The Immortals
- Author: Alyson Noël
- Language: English
- No. of books: 6

= The Immortals (Noël series) =

Novel series by Alyson Noël

The Immortals is a sequence of novels written by Alyson Noël, focusing on psychics and immortals. The first two books, Evermore and Blue Moon, are New York Times Bestsellers.

==Plot==

Since a horrible accident claimed the lives of her family, 16-year-old Ever can see auras, hear people’s thoughts, and know a person’s life story by touch. Going out of her way to shield herself from human contact to suppress her abilities has branded her as a freak at her new high school—but everything changes when she meets Damen Auguste.

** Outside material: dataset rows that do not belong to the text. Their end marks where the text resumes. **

//! CLI entry point for the data cloner.

use std::sync::Arc;
use std::sync::atomic::{AtomicBool, Ordering};
use std::time::Duration;

use anyhow::{Context, Result, bail};
use clap::Parser;
use cloner_core::{
    AppConfig, Classifier, RateLimiter, RetryPolicy, SyncOptions, SyncOrchestrator, SyncSummary,
    build_default_source_registry, load_config,
};
use tracing::{debug, error, info, warn};

mod cli;

use cli::Args;

#[tokio::main]
async fn main() -> Result<()> {
    // Parse CLI arguments first (before tracing, so --help works without logs)
    let args = Args::parse();

    let loaded = load_config(args.config.as_deref()).context("failed to load configuration")?;

    // Priority: RUST_LOG env var > quiet flag > verbose flag > config log_level > info
    let default_level = if args.quiet {
        "error".to_string()
    } else {
        match args.verbose {
            0 => loaded
                .config
                .log_level
                .clone()
                .unwrap_or_else(|| "info".to_string()),
            1 => "debug".to_string(),
            _ => "trace".to_string(),
        }
    };

    let filter = tracing_subscriber::EnvFilter::try_from_default_env()
        .unwrap_or_else(|_| tracing_subscriber::EnvFilter::new(&default_level));
    tracing_subscriber::fmt().with_env_filter(filter).init();

    debug!(?args, "CLI arguments parsed");
    info!(
        config_path = ?loaded.path,
        from_file = loaded.loaded_from_file,
        "Data cloner starting"
    );

    let config = apply_cli_overrides(loaded.config, &args)?;
    let run_sources = select_sources(&config, &args.sources)?;
    if run_sources.is_empty() {
        info!("No sources enabled. Add one to enabled_sources in the config file.");
        return Ok(());
    }

    let registry = build_default_source_registry();
    let authenticators = registry
        .build_enabled(&config, &run_sources)
        .context("failed to set up sources")?;

    let interrupted = Arc::new(AtomicBool::new(false));
    let interrupted_signal = Arc::clone(&interrupted);
    tokio::spawn(async move {
        if tokio::signal::ctrl_c().await.is_ok() {
            interrupted_signal.store(true, Ordering::SeqCst);
            warn!("Interrupt received, finishing the current step");
        }
    });

    // One limiter for the whole process: every source paces against the same clock.
    let rate_limiter = if config.delay_per_action_ms == 0 {
        debug!("rate limiting disabled");
        Arc::new(RateLimiter::disabled())
    } else {
        debug!(rate_limit_ms = config.delay_per_action_ms, "rate limiting enabled");
        Arc::new(RateLimiter::new(config.delay_per_action()))
    };

    let destination_root = config.destination_root_or_default();
    let mut auth_failures = Vec::new();

    for authenticator in &authenticators {
        let name = authenticator.descriptor().name;
        if interrupted.load(Ordering::SeqCst) {
            warn!(source = name, "Interrupted, not starting source");
            break;
        }

        let retire_remote = !args.no_retire && config.retirement_enabled(name);
        let options = SyncOptions {
            destination_root: destination_root.clone(),
            page_size: config.page_size,
            max_pages: config.max_pages,
            retry: RetryPolicy::with_max_retries(config.max_retries),
            retire_remote,
            classifier: Classifier::default(),
        };
        info!(
            source = name,
            destination = %destination_root.display(),
            retire_remote,
            "Syncing source"
        );

        let orchestrator =
            SyncOrchestrator::new(options, Arc::clone(&rate_limiter), Arc::clone(&interrupted));
        match orchestrator.run(authenticator.as_ref()).await {
            Ok(summary) => print_summary(authenticator.descriptor().display_name, &summary),
            Err(err) => {
                error!(source = name, error = %err, "Sync aborted");
                auth_failures.push(name);
            }
        }
    }

    if !auth_failures.is_empty() {
        bail!("authentication failed for: {}", auth_failures.join(", "));
    }
    Ok(())
}

/// Folds CLI flags into the loaded config and re-validates.
fn apply_cli_overrides(mut config: AppConfig, args: &Args) -> Result<AppConfig> {
    if let Some(dir) = &args.output_dir {
        config.destination_root = Some(dir.clone());
    }
    if let Some(ms) = args.rate_limit {
        config.delay_per_action_ms = ms;
    }
    if let Some(pages) = args.max_pages {
        config.max_pages = usize::try_from(pages).context("--max-pages out of range")?;
    }
    if let Some(retries) = args.max_retries {
        config.max_retries = u32::from(retries);
    }
    if args.no_retire {
        config.retire_remote.clear();
    }
    config.validate().context("invalid configuration")?;
    Ok(config)
}

/// Returns the sources to run: `requested` if given (each must be enabled),
/// else every enabled source.
fn select_sources(config: &AppConfig, requested: &[String]) -> Result<Vec<String>> {
    if requested.is_empty() {
        return Ok(config.enabled_sources.clone());
    }
    for name in requested {
        if !config.enabled_sources.contains(name) {
            bail!(
                "source `{name}` is not enabled (enabled: {})",
                config.enabled_sources.join(", ")
            );
        }
    }
    Ok(requested.to_vec())
}

fn print_summary(display_name: &str, summary: &SyncSummary) {
    println!("{display_name}:");
    println!("  pages fetched:  {}", summary.pages_fetched);
    println!("  items seen:     {}", summary.items_seen);
    println!("  persisted:      {}", summary.persisted);
    println!("  skipped:        {}", summary.skipped_total());
    for (reason, count) in &summary.skipped {
        println!("    {reason}: {count}");
    }
    println!("  failed:         {}", summary.failed_total());
    for (category, count) in &summary.failed {
        println!("    {category}: {count}");
    }
    println!("  retired:        {}", summary.retired);
    if summary.retirement_failed > 0 {
        println!("  retire failed:  {}", summary.retirement_failed);
    }
    if summary.page_failures > 0 {
        println!("  page failures:  {}", summary.page_failures);
    }
    if summary.page_limit_reached {
        println!("  page limit reached; rerun or raise max_pages to continue");
    }
    if summary.interrupted {
        println!("  interrupted");
    }
}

Damen is gorgeous, exotic and wealthy, cute and he holds many secrets. Ever does not know who he really is—or what he is. Damen is equal parts light and dark, and he belongs to an enchanted new world where no one ever dies.

== Books in the series==
- Evermore (February 3, 2009)
- Blue Moon (July 7, 2009)
- Shadowland (November 17, 2009)
- Dark flame (June 22, 2010)
- Night Star (November 16, 2010)
- Everlasting (June 7, 2011)

Alyson Noel also wrote a spin-off series called the Riley Bloom Series, featuring Ever's sister, Riley.

On March 28, 2011, author Alyson Noel announced that the rights to all 10 books in both The Immortals and Riley Bloom Series have been optioned by Summit Entertainment.